Why is Obama trying to bail out the banks again?

hsm2448

Rising Star
Registered
someone defend this please...

without going too deeply into the issue (i will provide links with background info etc), basically millions and millions of mortgages were bought/sold by banks when they never had proper title. or they securitized the mortgages w/o undertaking some very basic requirements such as the proper transfer of mortgage documents. the problem was so systemic that it's partly responsible for some of the major fuck ups that we see today, such as banks foreclosing on homeowners that paid for their homes in cash etc. basically speaking if these steps were improper then the banks never had the right to transfer the mortgages and the parties on the other side of the transaction have the right to demand their money back.

now obama wants to absolve the banks of all of these patently illegal moves and wants all of the states to agree to a one time 20 billion dollar settlement. spread across the largest banks in the country this is literally a pittance and provides NO deterrence. why is that?
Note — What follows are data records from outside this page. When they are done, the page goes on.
//! Error types for the primrose core library.
//!
//! Defines the graph and spanning-tree error enums exposed by the public API,
//! each paired with a stable, machine-readable code.

use std::{fmt, sync::Arc};

use thiserror::Error;

macro_rules! define_error_codes {
    (
        $(#[$enum_meta:meta])*
        enum $CodeTy:ident for $ErrTy:ident {
            $(
                $(#[$variant_meta:meta])*
                $CodeVariant:ident => $ErrVariant:ident $( { $($pattern:tt)* } )? $( ( $($tuple:tt)* ) )? => $code:expr
            ),+ $(,)?
        }
    ) => {
        $(#[$enum_meta])*
        #[derive(Clone, Copy, Debug, Eq, Hash, PartialEq)]
        #[non_exhaustive]
        pub enum $CodeTy {
            $(
                $(#[$variant_meta])*
                $CodeVariant,
            )+
        }

        impl $CodeTy {
            /// Return the stable machine-readable representation of this error code.
            #[must_use]
            pub const fn as_str(self) -> &'static str {
                match self {
                    $(Self::$CodeVariant => $code,)+
                }
            }
        }

        impl fmt::Display for $CodeTy {
            fn fmt(&self, f: &mut fmt::Formatter<'_>) -> fmt::Result {
                f.write_str(self.as_str())
            }
        }

        impl $ErrTy {
            #[doc = concat!(
                "Retrieve the stable [`",
                stringify!($CodeTy),
                "`] for this error."
            )]
            #[must_use]
            pub const fn code(&self) -> $CodeTy {
                match self {
                    $(Self::$ErrVariant $( { $($pattern)* } )? $( ( $($tuple)* ) )? => $CodeTy::$CodeVariant,)+
                }
            }
        }
    };
}

/// An error produced while building or querying a [`crate::Graph`].
#[non_exhaustive]
#[derive(Clone, Debug, Error, PartialEq)]
pub enum GraphError {
    /// An edge carried a NaN or infinite weight.
    #[error("edge {index} ({left}, {right}) has non-finite weight {weight}")]
    NonFiniteWeight {
        /// Position of the offending edge in insertion order.
        index: usize,
        /// Rendered left endpoint.
        left: Arc<str>,
        /// Rendered right endpoint.
        right: Arc<str>,
        /// The rejected weight.
        weight: f64,
    },
    /// A lookup named a vertex that is not part of the graph.
    #[error("vertex `{vertex}` is not present in the graph")]
    UnknownVertex {
        /// Rendered identifier of the missing vertex.
        vertex: Arc<str>,
    },
}

define_error_codes! {
    /// Stable codes describing [`GraphError`] variants.
    enum GraphErrorCode for GraphError {
        /// Edge data was structurally invalid.
        MalformedInput => NonFiniteWeight { .. } => "GRAPH_MALFORMED_INPUT",
        /// A lookup named a vertex that is not part of the graph.
        UnknownVertex => UnknownVertex { .. } => "GRAPH_UNKNOWN_VERTEX",
    }
}

/// Errors returned while computing a minimum spanning tree.
#[non_exhaustive]
#[derive(Clone, Debug, Error, PartialEq)]
pub enum MstError {
    /// The graph has no vertices, so there is no start vertex.
    #[error("cannot compute an MST for an empty graph")]
    EmptyGraph,
    /// The frontier stopped growing before it covered every vertex.
    #[error("graph is disconnected: reached {reached} of {vertex_count} vertices")]
    Disconnected {
        /// Number of vertices in the frontier when expansion stalled.
        reached: usize,
        /// Number of vertices in the graph.
        vertex_count: usize,
    },
    /// A graph lookup failed, for example an unknown start vertex.
    #[error(transparent)]
    Graph(#[from] GraphError),
}

define_error_codes! {
    /// Stable codes describing [`MstError`] variants.
    enum MstErrorCode for MstError {
        /// The graph has no vertices.
        EmptyGraph => EmptyGraph => "MST_EMPTY_GRAPH",
        /// The frontier stopped growing before it covered every vertex.
        DisconnectedGraph => Disconnected { .. } => "MST_DISCONNECTED_GRAPH",
        /// A graph lookup failed.
        GraphFailure => Graph(..) => "MST_GRAPH_FAILURE",
    }
}

impl MstError {
    /// Retrieve the inner [`GraphErrorCode`] when the error originated in the graph.
    #[must_use]
    pub const fn graph_code(&self) -> Option<GraphErrorCode> {
        match self {
            Self::Graph(error) => Some(error.code()),
            _ => None,
        }
    }
}

/// Convenient alias for results returned by the spanning-tree builders.
pub type Result<T> = core::result::Result<T, MstError>;
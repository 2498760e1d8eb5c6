//! # CI Workflow Tests / CI 工作流测试
//!
//! Structural checks on `.github/workflows/ci.yml`: triggers, the version
//! matrix and the order of steps in every job.
//!
//! 对 `.github/workflows/ci.yml` 的结构检查：触发条件、版本矩阵以及每个作业中步骤的顺序。

use serde_yaml::Value;
use std::fs;
use std::path::Path;

fn workflow() -> Value {
    let path = Path::new(env!("CARGO_MANIFEST_DIR")).join(".github/workflows/ci.yml");
    let content = fs::read_to_string(&path).expect("Failed to read CI workflow");
    serde_yaml::from_str(&content).expect("CI workflow is not valid YAML")
}

/// Index of the first step whose `uses` or `run` contains `needle`.
fn step_index(steps: &[Value], needle: &str) -> Option<usize> {
    steps.iter().position(|step| {
        ["uses", "run"].iter().any(|key| {
            step.get(key)
                .and_then(Value::as_str)
                .is_some_and(|value| value.contains(needle))
        })
    })
}

#[test]
fn test_triggers_on_master_push_and_pull_requests() {
    let wf = workflow();
    let on = &wf["on"];
    let branches = on["push"]["branches"].as_sequence().expect("push branches");
    assert_eq!(branches, &vec![Value::from("master")]);
    assert!(on.get("pull_request").is_some());
}

#[test]
fn test_matrix_job_does_not_fail_fast() {
    let wf = workflow();
    let strategy = &wf["jobs"]["test"]["strategy"];
    assert_eq!(strategy["fail-fast"].as_bool(), Some(false));

    let versions = strategy["matrix"]["rust"].as_sequence().expect("rust matrix");
    assert!(versions.len() > 1);
    assert!(versions.contains(&Value::from("stable")));
}

#[test]
fn test_container_job_pins_a_fixed_toolchain() {
    let wf = workflow();
    let container = wf["jobs"]["msrv-container"]["container"]
        .as_str()
        .expect("container image");
    assert!(container.starts_with("rust:1."), "unexpected image {container}");
}

#[test]
fn test_every_job_checks_out_then_builds_then_tests() {
    let wf = workflow();
    let jobs = wf["jobs"].as_mapping().expect("jobs mapping");
    assert_eq!(jobs.len(), 2);

    for (name, job) in jobs {
        let steps = job["steps"].as_sequence().expect("steps");
        let checkout = step_index(steps, "actions/checkout").expect("checkout step");
        let build = step_index(steps, "cargo build").expect("build step");
        let test = step_index(steps, "cargo test").expect("test step");
        assert!(
            checkout < build && build < test,
            "job {name:?} runs steps out of order"
        );
    }
}
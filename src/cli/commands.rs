//! # Commands Module / 命令模块
//!
//! One module per subcommand of the `editor-launch` CLI.
//!
//! `editor-launch` CLI 的每个子命令对应一个模块。

pub mod edit;
pub mod get_editor;
pub mod init;
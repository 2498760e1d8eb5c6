//! # Error Types / 错误类型
//!
//! The library reports failures through [`EditorError`]. The CLI layer wraps
//! these in `anyhow` with extra context.
//!
//! 库通过 [`EditorError`] 报告失败，CLI 层再用 `anyhow` 附加上下文。

use std::path::PathBuf;
use std::time::Duration;
use thiserror::Error;

#[derive(Error, Debug)]
pub enum EditorError {
    /// Neither `$VISUAL`/`$EDITOR` nor any fallback candidate is usable.
    #[error("Unable to find a viable editor on this system. Please consider setting your $EDITOR variable")]
    NoEditorFound,

    #[error("Editor command is empty")]
    EmptyCommand,

    #[error("Failed to parse editor command: {command}")]
    InvalidCommand { command: String },

    #[error("{context}")]
    Io {
        context: String,
        #[source]
        source: std::io::Error,
    },

    #[error("Failed to launch editor '{program}'")]
    Spawn {
        program: String,
        #[source]
        source: std::io::Error,
    },

    #[error("Editor did not exit within {}s", .0.as_secs())]
    Timeout(Duration),

    #[error("Edit was cancelled")]
    Cancelled,

    #[error("Failed to load config {}: {message}", .path.display())]
    Config { path: PathBuf, message: String },
}

impl EditorError {
    pub(crate) fn io(context: impl Into<String>, source: std::io::Error) -> Self {
        EditorError::Io {
            context: context.into(),
            source,
        }
    }
}

pub type Result<T> = std::result::Result<T, EditorError>;
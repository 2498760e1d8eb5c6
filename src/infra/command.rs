//! # Command Execution Module / 命令执行模块
//!
//! Locates executables on `PATH` and runs the editor process in the
//! foreground, honouring timeouts and cancellation.
//!
//! 在 `PATH` 中查找可执行文件，并在前台运行编辑器进程，支持超时与取消。

use std::env;
use std::ffi::OsString;
use std::path::{Path, PathBuf};
use std::process::{ExitStatus, Stdio};
use std::time::Duration;
use tokio::process::Child;
use tokio_util::sync::CancellationToken;

use crate::core::editor::ExecutableLocator;
use crate::core::error::{EditorError, Result};
use crate::core::models::EditorInvocation;
use crate::infra::fs::open_tty_at;

/// Looks executables up on a `PATH`-style search list.
/// 在类似 `PATH` 的搜索列表中查找可执行文件。
#[derive(Debug, Clone, Default)]
pub struct SystemLocator {
    search_path: Option<OsString>,
    /// Extensions tried on Windows, from `PATHEXT`.
    extensions: Vec<String>,
}

impl SystemLocator {
    pub fn from_env() -> Self {
        let extensions = if cfg!(windows) {
            env::var("PATHEXT")
                .unwrap_or_else(|_| ".COM;.EXE;.BAT;.CMD".to_string())
                .split(';')
                .filter(|ext| !ext.is_empty())
                .map(str::to_string)
                .collect()
        } else {
            Vec::new()
        };
        Self {
            search_path: env::var_os("PATH"),
            extensions,
        }
    }

    /// Locator over an explicit search list, e.g. for tests.
    pub fn with_search_path(search_path: impl Into<OsString>) -> Self {
        Self {
            search_path: Some(search_path.into()),
            extensions: Vec::new(),
        }
    }

    fn candidates(&self, base: &Path) -> Vec<PathBuf> {
        let mut paths = vec![base.to_path_buf()];
        for ext in &self.extensions {
            let mut with_ext = base.as_os_str().to_owned();
            with_ext.push(ext);
            paths.push(PathBuf::from(with_ext));
        }
        paths
    }
}

impl ExecutableLocator for SystemLocator {
    fn find_executable(&self, name: &str) -> Option<PathBuf> {
        if name.is_empty() {
            return None;
        }
        let as_path = Path::new(name);
        if as_path.components().count() > 1 {
            return self.candidates(as_path).into_iter().find(|p| is_executable(p));
        }
        let search_path = self.search_path.as_ref()?;
        env::split_paths(search_path)
            .filter(|dir| !dir.as_os_str().is_empty())
            .flat_map(|dir| self.candidates(&dir.join(name)))
            .find(|p| is_executable(p))
    }
}

#[cfg(unix)]
fn is_executable(path: &Path) -> bool {
    use std::os::unix::fs::PermissionsExt;
    path.metadata()
        .map(|m| m.is_file() && m.permissions().mode() & 0o111 != 0)
        .unwrap_or(false)
}

#[cfg(not(unix))]
fn is_executable(path: &Path) -> bool {
    path.is_file()
}

/// How waiting for the editor ended.
enum Waited {
    Exited(std::io::Result<ExitStatus>),
    TimedOut(Duration),
    Cancelled,
}

/// Runs the planned editor and waits for it to exit.
///
/// stdin and stderr are inherited. With `tty`, stdout is that terminal device
/// instead of our own (possibly captured) stdout. The editor is
/// killed if `timeout` elapses or `cancel` fires first.
///
/// # Returns
/// The editor's exit code, `None` if it was terminated by a signal.
///
/// 运行规划好的编辑器并等待其退出；超时或取消时终止编辑器。
pub async fn spawn_editor(
    invocation: &EditorInvocation,
    tty: Option<&Path>,
    timeout: Option<Duration>,
    cancel: &CancellationToken,
) -> Result<Option<i32>> {
    let mut cmd = tokio::process::Command::new(&invocation.program);
    cmd.args(&invocation.args)
        .arg(&invocation.file)
        .stdin(Stdio::inherit())
        .stderr(Stdio::inherit())
        .kill_on_drop(true);

    match tty {
        Some(path) => cmd.stdout(Stdio::from(open_tty_at(path)?)),
        None => cmd.stdout(Stdio::inherit()),
    };

    let mut child = cmd.spawn().map_err(|source| EditorError::Spawn {
        program: invocation.program.clone(),
        source,
    })?;
    tracing::info!(editor = %invocation.editor_name, pid = ?child.id(), "editor started");

    let waited = tokio::select! {
        biased;
        _ = cancel.cancelled() => Waited::Cancelled,
        _ = tokio::time::sleep(timeout.unwrap_or_default()), if timeout.is_some() => {
            Waited::TimedOut(timeout.unwrap_or_default())
        }
        status = child.wait() => Waited::Exited(status),
    };

    match waited {
        Waited::Exited(status) => {
            let status = status.map_err(|e| EditorError::io("Failed to wait for editor", e))?;
            Ok(status.code())
        }
        Waited::TimedOut(after) => {
            terminate(&mut child).await;
            Err(EditorError::Timeout(after))
        }
        Waited::Cancelled => {
            terminate(&mut child).await;
            Err(EditorError::Cancelled)
        }
    }
}

async fn terminate(child: &mut Child) {
    if let Err(e) = child.kill().await {
        tracing::warn!(error = %e, "failed to kill editor process");
    }
}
http://www.nakedcapitalism.com/2011...of-mortgage-transfers-at-bank-of-america.html

http://www.creditwritedowns.com/201...s-reveals-about-the-obama-administration.html

http://www.nakedcapitalism.com/2011...-from-proposed-mortgage-fraud-settlement.html
 
If U.S. citizens weren't so stupid and greedy Obama wouldn't have to clean up their messes (bailing out banks).
 
http://www.nytimes.com/2011/06/13/us/politics/13donor.html?pagewanted=1


Obama Seeks to Win Back Wall St. Cash

By NICHOLAS CONFESSORE
Published: June 12, 2011

The guests were asked for their thoughts on how to speed the economic recovery, then the president opened the floor for over an hour on hot issues like hedge fund regulation and the deficit.
Mr. Obama, who enraged many financial industry executives a year and a half ago by labeling them “fat cats” and criticizing their bonuses, followed up the meeting with phone calls to those who could not attend.
The event, organized by the Democratic National Committee, kicked off an aggressive push by Mr. Obama to win back the allegiance of one of his most vital sources of campaign cash — in part by trying to convince Wall Street that his policies, far from undercutting the investor class, have helped bring banks and financial markets back to health.
Last month, Mr. Obama’s campaign manager, Jim Messina, traveled to New York for back-to-back meetings with Wall Street donors, ending at the home of Marc Lasry, a prominent hedge fund manager, to court donors close to Mr. Obama’s onetime rival, Hillary Rodham Clinton. And Mr. Obama will return to New York this month to dine with bankers, hedge fund executives and private equity investors at the Upper East Side restaurant Daniel.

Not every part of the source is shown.